WASHINGTON, 10 octobre (Xinhua) -- Le groupe des 24
Etats (G24) ont averti vendredi que l'actuelle crise financière
planétaire pourrait assombrir les perspectives de croissance dans
les pays en voie de développement.
"Un grand nombre de marchés émergents et d'économies
en développement ne sont pas immunisés contre les débordements de
l'actuelle crise planétaire, certains pays étant plus affectés
que d'autres", indique un communiqué à l'issue d'une réunion du G24.
Les représentants ont exprimé leurs préoccupations
vis-à-vis de l'extension de la crise financière à plusieurs économies du
marché émergents, qui se traduit par le revers des flots de capitaux,
l'augmentation des coûts de financement, et infléchissement du
comportement des investisseurs, déroutés par les fondamentaux.
Ils ont convenu que l'économie du monde accusait le
moment le plus difficile de ces dernières années, la situation la plus
difficile, sur fond d'enlisement du système financier planétaire qui
trouve son origine sur les marchés matures.
"Les économies avancées ont connu un ralentissement
notable, et certaines sont déjà en récession", note le document, appelant à
une prise d'action internationale pour doper le marché financier et
redresser la confiance.
Afin de mettre les pays en développement vulnérables
à l'abri des chocs de la crise financière, le G24 a insisté sur la
nécessité de mettre en place dans l'immédiat de nouveaux instruments
en réponse au krach financier.
Le groupe a appelé le Fonds monétaire international
(FMI) à établir un nouvel instrument de liquidité avant début 2009.
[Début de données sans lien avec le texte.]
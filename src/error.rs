//! Error types for the paging fixture
//!
//! Every fallible operation in the crate returns `Result<T, Error>`.
//! Handlers return the same type; `IntoResponse` collapses the variants to a
//! deliberately narrow set of generic HTTP answers.

use axum::http::StatusCode;
use axum::response::{IntoResponse, Response};
use thiserror::Error;

/// The main error type for the paging fixture
#[allow(missing_docs)]
#[derive(Error, Debug)]
pub enum Error {
    // ============================================================================
    // Request Validation Errors
    // ============================================================================
    #[error("Not an integer: '{raw}'")]
    InvalidNumber { raw: String },

    #[error("Negative number: '{raw}'")]
    NegativeNumber { raw: String },

    #[error("Bad request: {message}")]
    BadRequest { message: String },

    #[error("Not found: {path}")]
    NotFound { path: String },

    // ============================================================================
    // Authentication Errors
    // ============================================================================
    #[error("Unauthorized: {reason}")]
    Unauthorized { reason: String },

    #[error("Token signing failed: {message}")]
    Token { message: String },

    // ============================================================================
    // Configuration Errors
    // ============================================================================
    #[error("Configuration error: {message}")]
    Config { message: String },

    #[error("Failed to parse YAML: {0}")]
    YamlParse(#[from] serde_yaml::Error),

    #[error("Failed to parse JSON: {0}")]
    JsonParse(#[from] serde_json::Error),

    // ============================================================================
    // I/O Errors
    // ============================================================================
    #[error("IO error: {0}")]
    Io(#[from] std::io::Error),

    // ============================================================================
    // Generic Errors
    // ============================================================================
    #[error("{0}")]
    Other(String),
}

impl Error {
    /// Create an invalid number error
    pub fn invalid_number(raw: impl Into<String>) -> Self {
        Self::InvalidNumber { raw: raw.into() }
    }

    /// Create a negative number error
    pub fn negative_number(raw: impl Into<String>) -> Self {
        Self::NegativeNumber { raw: raw.into() }
    }

    /// Create a bad request error
    pub fn bad_request(message: impl Into<String>) -> Self {
        Self::BadRequest {
            message: message.into(),
        }
    }

    /// Create a not found error
    pub fn not_found(path: impl Into<String>) -> Self {
        Self::NotFound { path: path.into() }
    }

    /// Create an unauthorized error
    pub fn unauthorized(reason: impl Into<String>) -> Self {
        Self::Unauthorized {
            reason: reason.into(),
        }
    }

    /// Create a token signing error
    pub fn token(message: impl Into<String>) -> Self {
        Self::Token {
            message: message.into(),
        }
    }

    /// Create a config error
    pub fn config(message: impl Into<String>) -> Self {
        Self::Config {
            message: message.into(),
        }
    }

    /// HTTP status this error is reported as
    pub fn status_code(&self) -> StatusCode {
        match self {
            Error::InvalidNumber { .. }
            | Error::NegativeNumber { .. }
            | Error::BadRequest { .. }
            | Error::JsonParse(_) => StatusCode::BAD_REQUEST,
            Error::Unauthorized { .. } => StatusCode::UNAUTHORIZED,
            Error::NotFound { .. } => StatusCode::NOT_FOUND,
            _ => StatusCode::INTERNAL_SERVER_ERROR,
        }
    }

    /// Check if this error is a client-side request problem
    pub fn is_client_error(&self) -> bool {
        self.status_code().is_client_error()
    }
}

/// Result type alias for the paging fixture
pub type Result<T> = std::result::Result<T, Error>;

/// Extension trait for adding context to errors
pub trait ResultExt<T> {
    /// Add context to an error
    fn context(self, message: impl Into<String>) -> Result<T>;

    /// Add context with a closure (lazy evaluation)
    fn with_context<F: FnOnce() -> String>(self, f: F) -> Result<T>;
}

impl<T, E: Into<Error>> ResultExt<T> for std::result::Result<T, E> {
    fn context(self, message: impl Into<String>) -> Result<T> {
        self.map_err(|e| {
            let inner = e.into();
            Error::Other(format!("{}: {}", message.into(), inner))
        })
    }

    fn with_context<F: FnOnce() -> String>(self, f: F) -> Result<T> {
        self.map_err(|e| {
            let inner = e.into();
            Error::Other(format!("{}: {}", f(), inner))
        })
    }
}

impl IntoResponse for Error {
    fn into_response(self) -> Response {
        let status = self.status_code();

        // Callers only ever see the status and a fixed body
        let body = match status {
            StatusCode::BAD_REQUEST => "Bad request",
            StatusCode::UNAUTHORIZED => "Unauthorized",
            StatusCode::NOT_FOUND => "Not found",
            _ => {
                tracing::error!(error = %self, "internal server error");
                "Internal server error"
            }
        };

        if status.is_client_error() {
            tracing::debug!(error = %self, status = status.as_u16(), "request rejected");
        }

        (status, body).into_response()
    }
}

#[cfg(test)]
mod tests {
    use super::*;

    #[test]
    fn test_error_display() {
        let err = Error::invalid_number("f");
        assert_eq!(err.to_string(), "Not an integer: 'f'");

        let err = Error::negative_number("-1");
        assert_eq!(err.to_string(), "Negative number: '-1'");

        let err = Error::config("missing secret");
        assert_eq!(err.to_string(), "Configuration error: missing secret");
    }

    #[test]
    fn test_status_codes() {
        assert_eq!(
            Error::invalid_number("x").status_code(),
            StatusCode::BAD_REQUEST
        );
        assert_eq!(
            Error::negative_number("-3").status_code(),
            StatusCode::BAD_REQUEST
        );
        assert_eq!(
            Error::unauthorized("expired").status_code(),
            StatusCode::UNAUTHORIZED
        );
        assert_eq!(Error::not_found("/x").status_code(), StatusCode::NOT_FOUND);
        assert_eq!(
            Error::config("x").status_code(),
            StatusCode::INTERNAL_SERVER_ERROR
        );

        assert!(Error::unauthorized("x").is_client_error());
        assert!(!Error::token("x").is_client_error());
    }

    #[tokio::test]
    async fn test_response_body_hides_detail() {
        let response = Error::negative_number("-1").into_response();
        assert_eq!(response.status(), StatusCode::BAD_REQUEST);

        let bytes = axum::body::to_bytes(response.into_body(), usize::MAX)
            .await
            .unwrap();
        assert_eq!(&bytes[..], b"Bad request");

        let response = Error::unauthorized("bad signature").into_response();
        let bytes = axum::body::to_bytes(response.into_body(), usize::MAX)
            .await
            .unwrap();
        assert_eq!(&bytes[..], b"Unauthorized");
    }

    #[test]
    fn test_result_context() {
        let result: Result<()> = Err(Error::config("inner"));
        let with_context = result.context("outer");
        assert!(with_context
            .unwrap_err()
            .to_string()
            .contains("outer: Configuration error: inner"));
    }
}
En outre, les 24 pays en développement ont exhorté
un plus grand effort de la communauté internationale pour aider les pays
les plus démunis à relever le défi.
"Les efforts conjoints et multilatéraux, ainsi que
la coodination active de la politique seront cruciaux pour répondre
à ces crises et empêcher une détérioration prolongée des conditions
financières et économiques", ont fait remarquer les 24.
Le G24, établi en 1971, a pour objectif
de coordonner les positions des pays en voie de dévleoppement sur
les questions monétaires et financières à l'échelon international, pour
faire en sorte que leurs intérêts soient représentés de manière
appropriée dans les négotiations internationales.